Collected data -
----

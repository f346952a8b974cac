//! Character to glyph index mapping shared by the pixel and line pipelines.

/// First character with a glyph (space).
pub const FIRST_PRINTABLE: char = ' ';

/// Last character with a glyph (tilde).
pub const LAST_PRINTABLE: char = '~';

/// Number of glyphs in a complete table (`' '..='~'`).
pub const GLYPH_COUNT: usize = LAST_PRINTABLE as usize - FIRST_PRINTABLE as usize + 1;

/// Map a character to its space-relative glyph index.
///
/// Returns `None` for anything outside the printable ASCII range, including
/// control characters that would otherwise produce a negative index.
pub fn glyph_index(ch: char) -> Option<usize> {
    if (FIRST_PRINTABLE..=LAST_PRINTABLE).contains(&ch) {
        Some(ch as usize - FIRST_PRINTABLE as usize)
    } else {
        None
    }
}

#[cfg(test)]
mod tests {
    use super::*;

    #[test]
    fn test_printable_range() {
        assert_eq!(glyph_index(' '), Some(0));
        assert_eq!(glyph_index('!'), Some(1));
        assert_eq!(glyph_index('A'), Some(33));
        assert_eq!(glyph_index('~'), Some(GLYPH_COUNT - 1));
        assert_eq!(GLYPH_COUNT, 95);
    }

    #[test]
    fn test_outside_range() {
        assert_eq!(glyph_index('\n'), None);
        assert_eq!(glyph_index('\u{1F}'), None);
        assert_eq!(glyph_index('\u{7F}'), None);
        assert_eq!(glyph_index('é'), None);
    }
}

----

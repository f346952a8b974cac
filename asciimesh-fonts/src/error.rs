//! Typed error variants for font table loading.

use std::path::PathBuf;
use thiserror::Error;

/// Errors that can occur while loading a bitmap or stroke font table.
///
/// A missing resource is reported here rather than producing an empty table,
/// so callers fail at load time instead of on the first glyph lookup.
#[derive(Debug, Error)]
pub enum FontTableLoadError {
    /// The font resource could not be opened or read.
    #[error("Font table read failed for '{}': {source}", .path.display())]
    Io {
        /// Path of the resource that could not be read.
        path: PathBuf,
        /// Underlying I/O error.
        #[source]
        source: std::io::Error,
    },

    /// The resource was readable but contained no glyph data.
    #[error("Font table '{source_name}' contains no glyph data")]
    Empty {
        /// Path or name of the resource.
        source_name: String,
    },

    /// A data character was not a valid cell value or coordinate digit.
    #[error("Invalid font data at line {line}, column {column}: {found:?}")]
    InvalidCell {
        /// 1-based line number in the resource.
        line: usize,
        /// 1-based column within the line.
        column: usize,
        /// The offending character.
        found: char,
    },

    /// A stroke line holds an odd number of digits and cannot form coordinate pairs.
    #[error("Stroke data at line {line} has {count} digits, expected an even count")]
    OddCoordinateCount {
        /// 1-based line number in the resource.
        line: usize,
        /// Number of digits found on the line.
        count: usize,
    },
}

----

TRY IT - Copy out, from the data above, every line holding the word "that".

RESPONSE -
/// control characters that would otherwise produce a negative index.
/// Errors that can occur while loading a bitmap or stroke font table.
        /// Path of the resource that could not be read.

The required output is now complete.